Interchangeable Parts or Empowered Actors?

During the debrief following the video on our first day, we discussed the importance of everyone stepping up. We identified this work in medicine as a “team sport,” where all members must work together, communicating clearly, and having the power to take ownership of the tasks ahead. This is crucial in the provision of effective patient care, and it is unfortunate that these often-considered “soft skills” are minimized or absent from medical education and practice.

We also highlighted industries such as military and aviation, where teams also taking on high-risk yet different scenarios must work together and do so effectively. They minimize risk, keep clients safe, and experience nearly no adverse effects. In these industries, members of teams are conceptualized as interchangeable parts – cogs in the machine/part of the assembly line – yet also intelligent actors with capacity and power to step up.

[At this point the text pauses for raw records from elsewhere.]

//! Tests for BoundingBox operations.

use atlas_common::bbox::{BboxParseError, BoundingBox};

// ============================================================================
// Parsing tests
// ============================================================================

#[test]
fn test_parse_region_with_spaces() {
    let bbox: BoundingBox = " 8.5, 49.8 ,9.2,50.3".parse().unwrap();
    assert!((bbox.min_x - 8.5).abs() < 1e-12);
    assert!((bbox.max_y - 50.3).abs() < 1e-12);
}

#[test]
fn test_parse_region_wrong_count() {
    let result = BoundingBox::from_region_string("1,2,3");
    assert!(matches!(result, Err(BboxParseError::InvalidFormat(_))));
}

#[test]
fn test_parse_region_bad_number() {
    let result = BoundingBox::from_region_string("1,2,east,4");
    assert!(matches!(result, Err(BboxParseError::InvalidNumber(ref s)) if s == "east"));
}

#[test]
fn test_parse_region_degenerate() {
    let result = BoundingBox::from_region_string("10,50,10,51");
    assert!(matches!(result, Err(BboxParseError::Degenerate(_))));
}

// ============================================================================
// Well-formedness tests
// ============================================================================

#[test]
fn test_well_formed() {
    assert!(BoundingBox::new(0.0, 0.0, 1.0, 1.0).is_well_formed());
    assert!(!BoundingBox::new(1.0, 0.0, 1.0, 1.0).is_well_formed());
    assert!(!BoundingBox::new(0.0, 2.0, 1.0, 1.0).is_well_formed());
    assert!(!BoundingBox::new(f64::NAN, 0.0, 1.0, 1.0).is_well_formed());
}

#[test]
fn test_valid_wgs84() {
    assert!(BoundingBox::new(-180.0, -90.0, 180.0, 90.0).is_valid_wgs84());
    assert!(!BoundingBox::new(-181.0, 0.0, 0.0, 1.0).is_valid_wgs84());
    assert!(!BoundingBox::new(0.0, 0.0, 1.0, 90.5).is_valid_wgs84());
}

#[test]
fn test_clamp_to_wgs84() {
    let clamped = BoundingBox::new(-200.0, -95.0, 10.0, 100.0).clamp_to_wgs84();
    assert_eq!(clamped, BoundingBox::new(-180.0, -90.0, 10.0, 90.0));
    assert!(clamped.is_valid_wgs84());
}

// ============================================================================
// Set operations
// ============================================================================

#[test]
fn test_union_contains_both() {
    let a = BoundingBox::new(8.0, 49.0, 9.0, 50.0);
    let b = BoundingBox::new(8.5, 48.0, 10.0, 49.5);
    let u = a.union(&b);
    assert_eq!(u, BoundingBox::new(8.0, 48.0, 10.0, 50.0));
}

#[test]
fn test_touching_boxes_do_not_intersect() {
    let a = BoundingBox::new(0.0, 0.0, 1.0, 1.0);
    let b = BoundingBox::new(1.0, 0.0, 2.0, 1.0);
    assert!(!a.intersects(&b));
    assert!(a.intersection(&b).is_none());
}

#[test]
fn test_contains_point_edges() {
    let bbox = BoundingBox::new(0.0, 0.0, 10.0, 10.0);
    assert!(bbox.contains_point(0.0, 0.0));
    assert!(bbox.contains_point(10.0, 10.0));
    assert!(!bbox.contains_point(10.1, 5.0));
}

#[test]
fn test_center_and_array_roundtrip() {
    let bbox = BoundingBox::from_array([2.0, 4.0, 6.0, 8.0]);
    assert_eq!(bbox.center(), (4.0, 6.0));
    assert_eq!(bbox.to_array(), [2.0, 4.0, 6.0, 8.0]);
}

#[test]
fn test_cache_key_stability() {
    let a = BoundingBox::new(8.1234567, 49.0, 9.0, 50.0);
    let b = BoundingBox::new(8.12345671, 49.0, 9.0, 50.0);
    assert_eq!(a.cache_key(), b.cache_key());
}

Our conversations hinted at this idea that we want to empower all involved individuals, considered parts of teams, via institutional or structural mechanisms. Despite these, however, individuals will only feel confidence and support to do so as members of teams if teams are truly teams. We did not discuss the forces allowing for effective versus non-effective teams explicitly, but one of the major considerations is building relationships and seeing people as people. It is not enough to simply see an other person as an “other,” but rather as an essential partner in achieving a common aim. Building rapport, trust, and understanding is most significantly fostered through relationship. However, our educational programs do not reconcile this with the fact that depth of relationship cannot be encouraged if teams are constantly changing.

During the teeter-totter exercise today, we learned that a team from a previous camp spent all night after failing practicing and drilling, refining their technique so they could complete the task safely and efficiently under 7 minutes the next morning. What we tend to value is the relationship, not the techniques/approach that allow people to work together and achieve these outcomes.

In aviation and the military, effectiveness is not achieved via long-term relationship, yet it is seen as the holy grail in this work. Why is it different here? Instead, our future efforts should also consider the importance of tools to understand how we come across to others, common roles each individual falls into when working in teams (called role suctioning), and how to stabilize the changes of teams. I hope we get a chance to talk about how these other techniques and dimensions, such as personality, learning styles, and strengths, influence teams of any combination of individuals.